For fifty years, Moore’s Law has reliably predicted the exponential upward trend of our silicon future. Yet every now and then, technology tabloids warn that Moore’s Law is about to end. It can’t last, we’re told, and when it ends, the future will fall into darkness and uncertainty. But inevitably and without fail, scientists find yet another way to extend it, and we collectively sigh in relief. Moore’s Law isn’t a mythical beast that magically materialized in 1965 and threatens to unpredictably vanish at any moment. In fact, it’s part of a broader ancient mechanism that has no intention of stopping. This mechanism, which I call cost gravity, pulls down the price of technology by about half every two years [..].

What Happened to Wall Street? [..]

Let’s rewind 30 years and see how the banks work. We’re in 1980, and banks are the shining cornerstones of modern society. They are large, boring financial machine houses. The banks arbitrate between those who have money and those who need it, a vital service for which people gladly pay. Critically, this service takes vast amounts of computing power. Simply adding and subtracting and multiplying and dividing all those figures takes industrial-strength brute force. Banks have huge data centers: rows of blinking mainframes and humming disk drives, all adding up to tons of heavy metal in massive air-conditioned halls.
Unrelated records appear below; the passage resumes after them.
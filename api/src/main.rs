//! Onbo API server entry point.
//!
//! Wires the Redis temporary store, the MySQL user repository, the
//! configured delivery channels and the bcrypt hasher into the onboarding
//! services and serves the HTTP API.

use std::sync::Arc;

use actix_web::{web, HttpServer};
use anyhow::Context;
use tracing::{info, warn};
use tracing_subscriber::EnvFilter;

use onbo_api::app::create_app;
use onbo_api::routes::onboarding::AppState;
use onbo_core::domain::entities::verification_session::DeliveryMethod;
use onbo_core::repositories::UserRepository;
use onbo_core::services::onboarding::OnboardingService;
use onbo_core::services::verification::{
    CodeAlphabet, Notifier, PasswordHasher, TemporaryStore, VerificationService,
    VerificationServiceConfig,
};
use onbo_infra::cache::{RedisClient, RedisTemporaryStore};
use onbo_infra::database::{DatabasePool, MySqlUserRepository};
use onbo_infra::notify::{ChannelNotifier, ConsoleNotifier};
use onbo_infra::security::BcryptPasswordHasher;
use onbo_shared::config::{AppConfig, VerificationConfig};

#[actix_web::main]
async fn main() -> anyhow::Result<()> {
    dotenvy::dotenv().ok();

    tracing_subscriber::fmt()
        .with_env_filter(
            EnvFilter::try_from_default_env().unwrap_or_else(|_| EnvFilter::new("info")),
        )
        .init();

    let config = AppConfig::from_env();
    info!(
        environment = %config.environment,
        "Starting Onbo API server"
    );

    // The fixed-code switch is a test facility; a production deployment
    // carrying it is a misconfiguration, not a feature.
    if config.environment.is_production() && config.verification.fixed_code.is_some() {
        anyhow::bail!("VERIFICATION_FIXED_CODE must not be set in production");
    }

    let pool = DatabasePool::new(config.database.clone())
        .await
        .context("Failed to create database pool")?;
    pool.health_check()
        .await
        .context("Database health check failed")?;

    let redis = RedisClient::new(config.cache.clone())
        .await
        .context("Failed to connect to Redis")?;
    redis
        .health_check()
        .await
        .context("Redis health check failed")?;
    let store = Arc::new(RedisTemporaryStore::new(redis));

    let users = Arc::new(MySqlUserRepository::new(pool.pool().clone()));
    let hasher = Arc::new(BcryptPasswordHasher::new());
    let verification_config = build_verification_config(&config.verification)?;

    if config.notify.use_mock {
        warn!("Using console notifier; verification codes will appear in the logs");
        let notifier = Arc::new(ConsoleNotifier::new());
        serve(config, users, notifier, store, hasher, verification_config).await
    } else {
        let notifier = Arc::new(
            ChannelNotifier::new(&config.notify)
                .context("Failed to configure delivery channels")?,
        );
        serve(config, users, notifier, store, hasher, verification_config).await
    }
}

/// Assemble the services and run the HTTP server
async fn serve<U, N, T, H>(
    config: AppConfig,
    users: Arc<U>,
    notifier: Arc<N>,
    store: Arc<T>,
    hasher: Arc<H>,
    verification_config: VerificationServiceConfig,
) -> anyhow::Result<()>
where
    U: UserRepository + 'static,
    N: Notifier + 'static,
    T: TemporaryStore + 'static,
    H: PasswordHasher + 'static,
{
    let verification = Arc::new(VerificationService::new(
        notifier,
        store,
        hasher,
        verification_config,
    ));
    let onboarding = Arc::new(OnboardingService::new(users, verification));
    let app_state = web::Data::new(AppState { onboarding });

    let environment = config.environment;
    let bind_address = config.server.bind_address();
    info!("Server listening on {}", bind_address);

    let mut server = HttpServer::new(move || create_app(app_state.clone(), environment));
    if config.server.workers > 0 {
        server = server.workers(config.server.workers);
    }

    server
        .bind(&bind_address)
        .with_context(|| format!("Failed to bind {}", bind_address))?
        .run()
        .await?;

    Ok(())
}

/// Map the env-driven verification settings onto the core config
fn build_verification_config(
    shared: &VerificationConfig,
) -> anyhow::Result<VerificationServiceConfig> {
    let code_alphabet = match shared.code_alphabet.as_str() {
        "numeric" => CodeAlphabet::Numeric,
        "alphanumeric" => CodeAlphabet::Alphanumeric,
        other => anyhow::bail!("Unknown code alphabet: {}", other),
    };

    let mut allowed_delivery_methods = Vec::new();
    for method in &shared.allowed_delivery_methods {
        allowed_delivery_methods.push(
            method
                .parse::<DeliveryMethod>()
                .map_err(anyhow::Error::msg)?,
        );
    }

    Ok(VerificationServiceConfig {
        code_length: shared.code_length,
        code_alphabet,
        code_ttl_seconds: shared.code_ttl_seconds,
        fixed_code: shared.fixed_code.clone(),
        allowed_delivery_methods,
    })
}
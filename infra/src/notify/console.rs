//! Console notifier for development environments
//!
//! Logs verification codes instead of delivering them. Never enable in
//! production: codes land in the logs in the clear.

use async_trait::async_trait;
use std::sync::atomic::{AtomicU64, Ordering};
use tracing::info;

use onbo_core::domain::entities::verification_session::DeliveryMethod;
use onbo_core::services::verification::Notifier;
use onbo_shared::utils::mask_contact;

/// Notifier that prints codes to the application log
pub struct ConsoleNotifier {
    /// Counter for tracking number of deliveries
    delivery_count: AtomicU64,
}

impl ConsoleNotifier {
    /// Create a new console notifier
    pub fn new() -> Self {
        Self {
            delivery_count: AtomicU64::new(0),
        }
    }

    /// Total number of deliveries logged
    pub fn delivery_count(&self) -> u64 {
        self.delivery_count.load(Ordering::SeqCst)
    }
}

impl Default for ConsoleNotifier {
    fn default() -> Self {
        Self::new()
    }
}

#[async_trait]
impl Notifier for ConsoleNotifier {
    async fn deliver_code(
        &self,
        contact: &str,
        method: DeliveryMethod,
        code: &str,
        expires_in_seconds: u64,
    ) -> Result<String, String> {
        let n = self.delivery_count.fetch_add(1, Ordering::SeqCst) + 1;
        info!(
            contact = %mask_contact(contact),
            method = %method,
            code = %code,
            expires_in_seconds,
            "Console notifier: verification code (development only)"
        );
        Ok(format!("console-{}", n))
    }
}
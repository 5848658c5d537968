//! Redis implementation of the core `TemporaryStore` trait.
//!
//! Keys carry their TTL natively via `SET ... EX`; the paired consume runs
//! as one server-side script, giving the workflow its at-most-one-consumer
//! guarantee.

use async_trait::async_trait;

use onbo_core::services::verification::TemporaryStore;

use super::redis_client::RedisClient;

/// Redis-backed temporary store for staged sessions and drafts
#[derive(Clone)]
pub struct RedisTemporaryStore {
    /// Redis client for store operations
    redis_client: RedisClient,
}

impl RedisTemporaryStore {
    /// Create a new Redis temporary store
    pub fn new(redis_client: RedisClient) -> Self {
        Self { redis_client }
    }
}

#[async_trait]
impl TemporaryStore for RedisTemporaryStore {
    async fn set_with_expiry(
        &self,
        key: &str,
        value: &str,
        ttl_seconds: u64,
    ) -> Result<(), String> {
        self.redis_client
            .set_with_expiry(key, value, ttl_seconds)
            .await
            .map_err(|e| e.to_string())
    }

    async fn get(&self, key: &str) -> Result<Option<String>, String> {
        self.redis_client.get(key).await.map_err(|e| e.to_string())
    }

    async fn get_del(&self, key: &str) -> Result<Option<String>, String> {
        self.redis_client
            .get_del(key)
            .await
            .map_err(|e| e.to_string())
    }

    async fn delete(&self, key: &str) -> Result<bool, String> {
        self.redis_client
            .delete(key)
            .await
            .map_err(|e| e.to_string())
    }

    async fn take_pair(
        &self,
        first: &str,
        second: &str,
    ) -> Result<Option<(String, String)>, String> {
        self.redis_client
            .take_pair(first, second)
            .await
            .map_err(|e| e.to_string())
    }
}
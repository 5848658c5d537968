//! Account onboarding orchestration.
//!
//! Wraps the verification session manager with the durable user store:
//! duplicate-account checks before a registration code is issued, and
//! atomic promotion of a verified draft into the user repository.

mod service;

#[cfg(test)]
mod tests;

pub use service::OnboardingService;
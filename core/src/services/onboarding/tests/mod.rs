//! Unit tests for the onboarding service
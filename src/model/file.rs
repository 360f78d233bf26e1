// SPDX-FileCopyrightText: 2026 Bruno Meilick
// SPDX-License-Identifier: LicenseRef-TutorGPT-FreeUse-NoCopy-NoDerivatives
//
// All rights reserved.
//
// This file is part of TutorGPT and is proprietary software.
// Unauthorized copying, modification, or distribution is prohibited.

use std::fmt;
use std::path::{Path, PathBuf};
use std::sync::Arc;

use chrono::{DateTime, Utc};

use super::ids::FileId;

/// Where the bytes of an attachment live.
#[derive(Debug, Clone, PartialEq, Eq)]
pub enum FileHandle {
    /// A file on the local filesystem, read when it is sent.
    Local(PathBuf),
    /// Bytes already held in memory.
    Inline(Arc<[u8]>),
    /// A remote resource; never uploaded.
    Remote(String),
}

/// A file the user picked, before it is tracked or sent.
#[derive(Debug, Clone, PartialEq, Eq)]
pub struct Attachment {
    name: String,
    handle: FileHandle,
    mime: Option<String>,
}

impl Attachment {
    pub fn new(name: impl Into<String>, handle: FileHandle) -> Self {
        Self {
            name: name.into(),
            handle,
            mime: None,
        }
    }

    /// An attachment for a local path, named after its file name.
    pub fn from_path(path: impl Into<PathBuf>) -> Self {
        let path = path.into();
        let name = path
            .file_name()
            .map(|name| name.to_string_lossy().into_owned())
            .unwrap_or_else(|| path.to_string_lossy().into_owned());
        let mime = mime_for_path(&path).map(ToOwned::to_owned);
        Self {
            name,
            handle: FileHandle::Local(path),
            mime,
        }
    }

    pub fn inline(name: impl Into<String>, bytes: impl Into<Arc<[u8]>>) -> Self {
        Self::new(name, FileHandle::Inline(bytes.into()))
    }

    pub fn with_mime(mut self, mime: impl Into<String>) -> Self {
        self.mime = Some(mime.into());
        self
    }

    pub fn name(&self) -> &str {
        &self.name
    }

    pub fn handle(&self) -> &FileHandle {
        &self.handle
    }

    pub fn mime(&self) -> Option<&str> {
        self.mime.as_deref()
    }

    /// A URL for material records: `file://` for local paths (made absolute first), the remote
    /// URL as given, nothing for inline bytes.
    pub fn location(&self) -> Option<String> {
        match &self.handle {
            FileHandle::Local(path) => {
                let absolute = std::fs::canonicalize(path)
                    .or_else(|_| std::path::absolute(path))
                    .ok()?;
                reqwest::Url::from_file_path(absolute).ok().map(String::from)
            }
            FileHandle::Remote(url) => Some(url.clone()),
            FileHandle::Inline(_) => None,
        }
    }
}

fn mime_for_path(path: &Path) -> Option<&'static str> {
    let ext = path.extension()?.to_str()?.to_ascii_lowercase();
    match ext.as_str() {
        "pdf" => Some("application/pdf"),
        "txt" | "md" => Some("text/plain"),
        "png" => Some("image/png"),
        "jpg" | "jpeg" => Some("image/jpeg"),
        "docx" => Some("application/vnd.openxmlformats-officedocument.wordprocessingml.document"),
        _ => None,
    }
}

/// Which panel a tracked file was attached from.
#[derive(Debug, Clone, Copy, PartialEq, Eq, Hash)]
pub enum FileSource {
    Chat,
    Materials,
}

impl FileSource {
    pub fn as_str(self) -> &'static str {
        match self {
            Self::Chat => "chat",
            Self::Materials => "materials",
        }
    }
}

impl fmt::Display for FileSource {
    fn fmt(&self, f: &mut fmt::Formatter<'_>) -> fmt::Result {
        f.write_str(self.as_str())
    }
}

/// An upload record, independent of the subject tree.
#[derive(Debug, Clone, PartialEq, Eq)]
pub struct TrackedFile {
    id: FileId,
    name: String,
    handle: FileHandle,
    uploaded_at: DateTime<Utc>,
    source: FileSource,
}

impl TrackedFile {
    pub fn new(
        id: FileId,
        attachment: &Attachment,
        uploaded_at: DateTime<Utc>,
        source: FileSource,
    ) -> Self {
        Self {
            id,
            name: attachment.name().to_owned(),
            handle: attachment.handle().clone(),
            uploaded_at,
            source,
        }
    }

    pub fn id(&self) -> &FileId {
        &self.id
    }

    pub fn name(&self) -> &str {
        &self.name
    }

    pub fn handle(&self) -> &FileHandle {
        &self.handle
    }

    pub fn uploaded_at(&self) -> DateTime<Utc> {
        self.uploaded_at
    }

    /// ISO-8601 upload timestamp as shown to the user.
    pub fn uploaded_at_iso(&self) -> String {
        self.uploaded_at
            .to_rfc3339_opts(chrono::SecondsFormat::Millis, true)
    }

    pub fn source(&self) -> FileSource {
        self.source
    }
}

#[cfg(test)]
mod tests {
    use super::{Attachment, FileHandle, FileSource};

    #[test]
    fn attachment_from_path_uses_file_name_and_guesses_mime() {
        let attachment = Attachment::from_path("/tmp/notes/Cells.PDF");
        assert_eq!(attachment.name(), "Cells.PDF");
        assert_eq!(attachment.mime(), Some("application/pdf"));
        assert!(matches!(attachment.handle(), FileHandle::Local(_)));
        assert_eq!(
            attachment.location().as_deref(),
            Some("file:///tmp/notes/Cells.PDF")
        );
    }

    #[test]
    fn file_source_names() {
        assert_eq!(FileSource::Chat.to_string(), "chat");
        assert_eq!(FileSource::Materials.as_str(), "materials");
    }

    #[test]
    fn location_is_a_valid_file_url_for_spaces() {
        let tmp = tempfile::tempdir().unwrap();
        let path = tmp.path().join("my notes.pdf");
        std::fs::write(&path, b"%PDF").unwrap();

        let location = Attachment::from_path(&path).location().unwrap();
        let url = reqwest::Url::parse(&location).unwrap();
        assert_eq!(url.scheme(), "file");
        assert!(location.ends_with("/my%20notes.pdf"), "got {location}");
        assert_eq!(
            url.to_file_path().unwrap(),
            std::fs::canonicalize(&path).unwrap()
        );
    }

    #[test]
    fn relative_location_is_made_absolute() {
        let location = Attachment::from_path("notes/a b.txt").location().unwrap();
        let expected = std::env::current_dir().unwrap().join("notes/a b.txt");
        assert_eq!(
            reqwest::Url::parse(&location).unwrap().to_file_path().unwrap(),
            expected
        );
    }
}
Meanwhile – silent and unstoppable – the spread of knowledge drives down the cost of computers. First, smaller and cheaper minicomputers spread into departments. Then the personal computer explodes into the home, university, and business. Large firms like IBM try to keep their prices stable, meaning they give their customers more and more computing power for the same price. The true cost of building a bank-sized data center drops by 50% every two years. The result is that older banks start to face competition from small aggressive competitors, especially as the Internet begins to make the front-office branch obsolete. The big banks grow by buying smaller local banks, an easy task due to the fact that they possess lots of excess capacity. Then, they cut costs by shutting branches and merge with insurance companies in order to expand their services.

But all the while, competition is driving down profit margins. If your bank asked 5% per year for a mortgage, and another 1,000 km away offered 4%, you would not hesitate to go with the lower rate. Similarly, if your bank offered 3% interest on savings, but a foreign competitor offers 6%, where would you put your money? For years, in Europe, you could literally earn 2-3% more on deposits than you had to pay on a mortgage. This should have been a clear sign of trouble, but people just assumed there was some magic at play.

Fast-forward a few more years, and banks’ main traditional markets are close to worthless. The European single market means they face ever more competition. But they’re in a trap, borrowing money from the stock markets in order to expand internationally so that they can compete. It’s a one-way trip. If you don’t make your quarterly profits, your stock price will fall and your cost of borrowing will rise. The only banks that escape are those who stuck to luxury products for the richest clients and avoided the stock markets.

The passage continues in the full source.